Dringende redenen als bedoeld in artikel 58, achtste lid, van de PW doen zich alleen voor als de terugvordering onaanvaardbare sociale en/of financiële gevolgen voor de betrokkene heeft. Het moet dan gaan om gevallen waarin iets bijzonders en uitzonderlijks aan de hand is. In die gevallen zal een individuele afweging van alle relevante omstandigheden moeten plaatsvinden. Degene die zich beroept op dringende redenen, moet die redenen aannemelijk maken.
4.10.
De door appellante in 4.8 aangevoerde omstandigheden, die voor het college aanleiding zijn geweest om af te zien van het opleggen van een boete en niet tot brutering van de vordering over te gaan, kunnen niet als dringende redenen als bedoeld in 4.9 worden aangemerkt. Dat deze omstandigheden voor het college wel aanleiding zijn geweest om geen boete op te leggen en de vordering niet te bruteren, leidt niet tot een ander oordeel. Anders dan bij het opleggen van een boete, die een bestraffend karakter heeft en waarbij een evenredigheidstoets plaatsvindt, is de terugvordering een op herstel in de rechtmatige toestand gerichte maatregel waarbij de kosten van de verleende bijstand moeten worden terugbetaald als die ten onrechte zijn gemaakt. De enkele omstandigheid dat het college op grond van de omstandigheden als genoemd in 4.8 heeft afgezien van het opleggen van een boete verplicht het college daarom niet om ook van terugvordering af te zien (zie bijvoorbeeld de uitspraak van 17 mei 2016, ECLI:NL:CRVB:2016:1804). Brutering is een discretionaire bevoegdheid, wat betekent dat het bestuursorgaan een belangenafweging moet maken. Dit in tegenstelling tot de terugvordering op grond van artikel 58, eerste lid, van de PW, die een verplichtend karakter heeft.
4.11.
Ook voor het overige heeft appellante niet aannemelijk gemaakt dat zich in haar geval dringende redenen voordoen als bedoeld in 4.9. Hierbij is van betekenis dat een besluit tot terugvordering pas financiële gevolgen heeft bij de invordering. Appellante heeft bij de invordering als schuldenaar de bescherming van de regels over de beslagvrije voet die zijn neergelegd in de artikelen 475b tot en met 475e van het Wetboek van Burgerlijke Rechtsvordering. Zoals ter zitting is gebleken is het college tot op heden ook nog niet tot invordering overgegaan wegens een gebrek aan draagkracht bij appellante.
4.12.
Uit 4.2 tot en met 4.11 vloeit voort dat het hoger beroep niet slaagt, zodat de aangevallen uitspraak moet worden bevestigd.
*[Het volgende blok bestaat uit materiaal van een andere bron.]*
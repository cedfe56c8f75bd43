//! Geometry primitives for pointer-relative tilt computation.

/// An on-screen rectangle used as the reference frame for pointer math.
///
/// For a tilt surface this is the cached bounding box: it is captured once
/// when the pointer enters and reused for every move during that hover
/// interaction (layout is assumed stable while hovering).
#[derive(Debug, Clone, Copy, PartialEq, Default)]
pub struct Rect {
    pub x: f32,
    pub y: f32,
    pub width: f32,
    pub height: f32,
}

impl Rect {
    pub fn new(x: f32, y: f32, width: f32, height: f32) -> Self {
        Self {
            x,
            y,
            width,
            height,
        }
    }

    pub fn contains(&self, x: f32, y: f32) -> bool {
        x >= self.x && x < self.x + self.width && y >= self.y && y < self.y + self.height
    }

    /// Center point in the same coordinate space as the rect itself.
    pub fn center(&self) -> (f32, f32) {
        (self.x + self.width / 2.0, self.y + self.height / 2.0)
    }

    /// A rect with zero (or negative) extent cannot anchor a tilt update;
    /// normalizing against it would produce NaN or Infinity.
    pub fn is_empty(&self) -> bool {
        self.width <= 0.0 || self.height <= 0.0
    }
}

/// Padding for the card style bundle.
#[derive(Debug, Clone, Copy, PartialEq)]
pub struct Padding {
    pub top: f32,
    pub right: f32,
    pub bottom: f32,
    pub left: f32,
}

impl Padding {
    pub fn all(value: f32) -> Self {
        Self {
            top: value,
            right: value,
            bottom: value,
            left: value,
        }
    }

    pub fn symmetric(horizontal: f32, vertical: f32) -> Self {
        Self {
            top: vertical,
            right: horizontal,
            bottom: vertical,
            left: horizontal,
        }
    }

    pub fn horizontal(&self) -> f32 {
        self.left + self.right
    }

    pub fn vertical(&self) -> f32 {
        self.top + self.bottom
    }
}

impl Default for Padding {
    fn default() -> Self {
        Self::all(0.0)
    }
}

/// One absolute pointer position, at most one per animation frame.
#[derive(Debug, Clone, Copy, PartialEq)]
pub struct PointerSample {
    pub x: f32,
    pub y: f32,
}

impl PointerSample {
    pub fn new(x: f32, y: f32) -> Self {
        Self { x, y }
    }
}

#[cfg(test)]
mod tests {
    use super::*;

    #[test]
    fn test_rect_contains() {
        let rect = Rect::new(10.0, 20.0, 100.0, 50.0);
        assert!(rect.contains(50.0, 40.0));
        assert!(rect.contains(10.0, 20.0));
        assert!(!rect.contains(110.0, 70.0));
        assert!(!rect.contains(5.0, 40.0));
        assert!(!rect.contains(50.0, 100.0));
    }

    #[test]
    fn test_rect_center() {
        let rect = Rect::new(0.0, 0.0, 200.0, 100.0);
        assert_eq!(rect.center(), (100.0, 50.0));

        let offset = Rect::new(10.0, 20.0, 100.0, 60.0);
        assert_eq!(offset.center(), (60.0, 50.0));
    }

    #[test]
    fn test_rect_is_empty() {
        assert!(Rect::default().is_empty());
        assert!(Rect::new(0.0, 0.0, 0.0, 100.0).is_empty());
        assert!(Rect::new(0.0, 0.0, 100.0, -1.0).is_empty());
        assert!(!Rect::new(0.0, 0.0, 1.0, 1.0).is_empty());
    }

    #[test]
    fn test_padding_all() {
        let padding = Padding::all(30.0);
        assert_eq!(padding.top, 30.0);
        assert_eq!(padding.right, 30.0);
        assert_eq!(padding.bottom, 30.0);
        assert_eq!(padding.left, 30.0);
    }

    #[test]
    fn test_padding_symmetric_sums() {
        let padding = Padding::symmetric(15.0, 10.0);
        assert_eq!(padding.horizontal(), 30.0);
        assert_eq!(padding.vertical(), 20.0);
    }
}
//! Recording surface shared by the unit tests.

use std::cell::RefCell;
use std::rc::Rc;

use crate::geometry::Rect;
use crate::style::{BoxShadow, TiltTransform, TransitionStyle};
use crate::surface::{SurfaceId, TiltSurface};

/// A surface that records every style write for assertions.
pub(crate) struct TestSurface {
    pub id: SurfaceId,
    pub bounds: Rect,
    pub enabled: bool,
    pub transform: Option<TiltTransform>,
    pub shadow: Option<BoxShadow>,
    pub transition: Option<TransitionStyle>,
    pub will_change: bool,
    pub transform_writes: usize,
}

impl TiltSurface for TestSurface {
    fn id(&self) -> SurfaceId {
        self.id
    }

    fn bounds(&self) -> Rect {
        self.bounds
    }

    fn tilt_enabled(&self) -> bool {
        self.enabled
    }

    fn set_transform(&mut self, transform: Option<TiltTransform>) {
        self.transform = transform;
        self.transform_writes += 1;
    }

    fn set_shadow(&mut self, shadow: Option<BoxShadow>) {
        self.shadow = shadow;
    }

    fn set_transition(&mut self, transition: Option<TransitionStyle>) {
        self.transition = transition;
    }

    fn set_will_change(&mut self, active: bool) {
        self.will_change = active;
    }
}

pub(crate) fn test_surface(id: u64, bounds: Rect) -> Rc<RefCell<TestSurface>> {
    Rc::new(RefCell::new(TestSurface {
        id: SurfaceId(id),
        bounds,
        enabled: true,
        transform: None,
        shadow: None,
        transition: None,
        will_change: false,
        transform_writes: 0,
    }))
}

pub(crate) fn disabled_surface(id: u64, bounds: Rect) -> Rc<RefCell<TestSurface>> {
    let surface = test_surface(id, bounds);
    surface.borrow_mut().enabled = false;
    surface
}
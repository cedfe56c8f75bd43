//! Tilt settings: resolved once at attach time, immutable afterwards.
//!
//! Overrides merge over [`TiltSettings::default`] either through the
//! consuming builder methods or through a partial TOML document, so hosts
//! can ship effect tuning in their config files:
//!
//! ```ignore
//! max = 20.0
//! axis_lock = "x"
//!
//! [shadow]
//! spread = 60.0
//! ```

use serde::{Deserialize, Serialize};
use std::path::Path;
use thiserror::Error;

use crate::easing::Easing;
use crate::style::Color;

/// Errors from loading settings from a TOML document.
#[derive(Debug, Error)]
pub enum SettingsError {
    #[error("failed to read settings file: {0}")]
    Io(#[from] std::io::Error),
    #[error("failed to parse settings: {0}")]
    Parse(#[from] toml::de::Error),
}

/// Which rotation axis to freeze in the rendered transform.
#[derive(Debug, Clone, Copy, PartialEq, Eq, Serialize, Deserialize)]
#[serde(rename_all = "lowercase")]
pub enum Axis {
    X,
    Y,
}

/// Offset range for one shadow axis, interpolated by pointer percentage.
#[derive(Debug, Clone, Copy, PartialEq, Serialize, Deserialize)]
pub struct OffsetRange {
    pub min: f32,
    pub max: f32,
}

impl OffsetRange {
    pub fn new(min: f32, max: f32) -> Self {
        Self { min, max }
    }

    /// Linear interpolation at `percentage` in `[0, 100]`.
    pub fn at(&self, percentage: f32) -> f32 {
        self.min + 0.01 * percentage * (self.max - self.min)
    }
}

/// Drop-shadow configuration.
#[derive(Debug, Clone, Copy, PartialEq, Serialize, Deserialize)]
#[serde(default)]
pub struct ShadowSettings {
    pub color: Color,
    pub x: OffsetRange,
    pub y: OffsetRange,
    pub spread: f32,
}

impl ShadowSettings {
    pub fn color(mut self, color: Color) -> Self {
        self.color = color;
        self
    }

    pub fn x_range(mut self, min: f32, max: f32) -> Self {
        self.x = OffsetRange::new(min, max);
        self
    }

    pub fn y_range(mut self, min: f32, max: f32) -> Self {
        self.y = OffsetRange::new(min, max);
        self
    }

    pub fn spread(mut self, spread: f32) -> Self {
        self.spread = spread;
        self
    }
}

impl Default for ShadowSettings {
    fn default() -> Self {
        Self {
            color: Color::from_hex(0x141A28).with_alpha(0.2),
            x: OffsetRange::new(-5.0, 5.0),
            y: OffsetRange::new(3.5, 10.5),
            spread: 42.0,
        }
    }
}

/// Full tilt configuration for one surface.
#[derive(Debug, Clone, Copy, PartialEq, Serialize, Deserialize)]
#[serde(default)]
pub struct TiltSettings {
    /// Tilt away from the pointer instead of toward it
    pub reverse: bool,
    /// Maximum tilt in degrees
    pub max: f32,
    /// Perspective distance in px
    pub perspective: f32,
    /// Easing for the enter/leave transition window
    pub easing: Easing,
    /// Scale factor while hovered
    pub scale: f32,
    /// Transition window length in milliseconds
    pub speed_ms: f32,
    /// Freeze one rotation axis in the rendered transform
    pub axis_lock: Option<Axis>,
    /// Return to the neutral pose when the pointer leaves
    pub reset_on_leave: bool,
    pub shadow: ShadowSettings,
}

impl TiltSettings {
    pub fn new() -> Self {
        Self::default()
    }

    pub fn reverse(mut self, reverse: bool) -> Self {
        self.reverse = reverse;
        self
    }

    pub fn max(mut self, degrees: f32) -> Self {
        self.max = degrees;
        self
    }

    pub fn perspective(mut self, px: f32) -> Self {
        self.perspective = px;
        self
    }

    pub fn easing(mut self, easing: Easing) -> Self {
        self.easing = easing;
        self
    }

    pub fn scale(mut self, scale: f32) -> Self {
        self.scale = scale;
        self
    }

    pub fn speed_ms(mut self, speed_ms: f32) -> Self {
        self.speed_ms = speed_ms;
        self
    }

    pub fn axis_lock(mut self, axis: Option<Axis>) -> Self {
        self.axis_lock = axis;
        self
    }

    pub fn reset_on_leave(mut self, reset: bool) -> Self {
        self.reset_on_leave = reset;
        self
    }

    pub fn shadow(mut self, shadow: ShadowSettings) -> Self {
        self.shadow = shadow;
        self
    }

    /// Sign multiplier applied to both tilt values.
    pub fn reverse_sign(&self) -> f32 {
        if self.reverse {
            -1.0
        } else {
            1.0
        }
    }

    /// Parse a partial TOML document, merging it over the defaults.
    pub fn from_toml_str(document: &str) -> Result<Self, SettingsError> {
        Ok(toml::from_str(document)?)
    }

    /// Load settings from a TOML file.
    pub fn load(path: impl AsRef<Path>) -> Result<Self, SettingsError> {
        let document = std::fs::read_to_string(path)?;
        Self::from_toml_str(&document)
    }
}

impl Default for TiltSettings {
    fn default() -> Self {
        Self {
            reverse: true,
            max: 15.0,
            perspective: 1000.0,
            easing: Easing::default(),
            scale: 1.0,
            speed_ms: 300.0,
            axis_lock: None,
            reset_on_leave: true,
            shadow: ShadowSettings::default(),
        }
    }
}
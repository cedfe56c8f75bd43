//! Card adapter: a styled container that wires the tilt effect on mount.
//!
//! The adapter owns two small jobs. It carries the card's default style
//! bundle, merged with caller overrides (caller wins per key), and on mount
//! it discovers the tilt-enabled surfaces in its scope and attaches the
//! controller to each exactly once. Mounting is deliberately one-shot:
//! attachment happens when the card appears, never reactively on updates.

use std::cell::RefCell;
use std::rc::Rc;

use log::debug;

use crate::geometry::Padding;
use crate::registry::TiltRegistry;
use crate::settings::TiltSettings;
use crate::style::Color;
use crate::surface::TiltSurface;

/// The card's visual defaults, rendered by the host.
#[derive(Debug, Clone, Copy, PartialEq)]
pub struct CardStyle {
    pub width: f32,
    pub padding: Padding,
    pub margin: Padding,
    pub background: Color,
    pub corner_radius: f32,
    pub text_color: Color,
    pub font_size: f32,
    pub line_height: f32,
}

impl Default for CardStyle {
    fn default() -> Self {
        Self {
            width: 300.0,
            padding: Padding::all(30.0),
            margin: Padding::all(10.0),
            background: Color::WHITE,
            corner_radius: 4.0,
            text_color: Color::from_hex(0x364962),
            font_size: 16.0,
            line_height: 1.6,
        }
    }
}

impl CardStyle {
    /// Merge overrides over this style; every set override wins.
    pub fn merge(mut self, overrides: &CardStyleOverrides) -> Self {
        if let Some(width) = overrides.width {
            self.width = width;
        }
        if let Some(padding) = overrides.padding {
            self.padding = padding;
        }
        if let Some(margin) = overrides.margin {
            self.margin = margin;
        }
        if let Some(background) = overrides.background {
            self.background = background;
        }
        if let Some(corner_radius) = overrides.corner_radius {
            self.corner_radius = corner_radius;
        }
        if let Some(text_color) = overrides.text_color {
            self.text_color = text_color;
        }
        if let Some(font_size) = overrides.font_size {
            self.font_size = font_size;
        }
        if let Some(line_height) = overrides.line_height {
            self.line_height = line_height;
        }
        self
    }
}

/// Caller-supplied style overrides; unset fields keep the card defaults.
#[derive(Debug, Clone, Copy, PartialEq, Default)]
pub struct CardStyleOverrides {
    pub width: Option<f32>,
    pub padding: Option<Padding>,
    pub margin: Option<Padding>,
    pub background: Option<Color>,
    pub corner_radius: Option<f32>,
    pub text_color: Option<Color>,
    pub font_size: Option<f32>,
    pub line_height: Option<f32>,
}

impl CardStyleOverrides {
    pub fn new() -> Self {
        Self::default()
    }

    pub fn width(mut self, width: f32) -> Self {
        self.width = Some(width);
        self
    }

    pub fn padding(mut self, padding: Padding) -> Self {
        self.padding = Some(padding);
        self
    }

    pub fn margin(mut self, margin: Padding) -> Self {
        self.margin = Some(margin);
        self
    }

    pub fn background(mut self, background: Color) -> Self {
        self.background = Some(background);
        self
    }

    pub fn corner_radius(mut self, corner_radius: f32) -> Self {
        self.corner_radius = Some(corner_radius);
        self
    }

    pub fn text_color(mut self, text_color: Color) -> Self {
        self.text_color = Some(text_color);
        self
    }

    pub fn font_size(mut self, font_size: f32) -> Self {
        self.font_size = Some(font_size);
        self
    }

    pub fn line_height(mut self, line_height: f32) -> Self {
        self.line_height = Some(line_height);
        self
    }
}

/// A tilt-enabled card.
#[derive(Debug, Clone)]
pub struct Card {
    style: CardStyle,
    settings: TiltSettings,
    mounted: bool,
}

impl Card {
    pub fn new() -> Self {
        Self {
            style: CardStyle::default(),
            settings: TiltSettings::default(),
            mounted: false,
        }
    }

    /// Apply style overrides over the defaults.
    pub fn style(mut self, overrides: CardStyleOverrides) -> Self {
        self.style = self.style.merge(&overrides);
        self
    }

    /// Tilt settings used for every surface this card attaches.
    pub fn settings(mut self, settings: TiltSettings) -> Self {
        self.settings = settings;
        self
    }

    /// The merged style bundle for the host to render.
    pub fn computed_style(&self) -> &CardStyle {
        &self.style
    }

    pub fn is_mounted(&self) -> bool {
        self.mounted
    }

    /// Mount the card: attach the tilt controller to every tilt-enabled
    /// surface in `scope`, exactly once per surface. Runs at most once per
    /// card; later calls are no-ops and return 0.
    pub fn mount<S, I>(&mut self, scope: I, registry: &mut TiltRegistry<S>) -> usize
    where
        S: TiltSurface + 'static,
        I: IntoIterator<Item = Rc<RefCell<S>>>,
    {
        if self.mounted {
            debug!("card already mounted, skipping attach");
            return 0;
        }
        self.mounted = true;
        let flagged = scope
            .into_iter()
            .filter(|surface| surface.borrow().tilt_enabled());
        let attached = registry.attach(flagged, self.settings);
        debug!("card mounted, {attached} surface(s) attached");
        attached
    }
}

impl Default for Card {
    fn default() -> Self {
        Self::new()
    }
}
5. Voor een veroordeling in de proceskosten bestaat geen aanleiding.

BESLISSING

De Centrale Raad van Beroep bevestigt de aangevallen uitspraak.
Deze uitspraak is gedaan door M.F. Wagner, in tegenwoordigheid van J.B. Beerens als griffier. De beslissing is uitgesproken in het openbaar op 3 november 2020.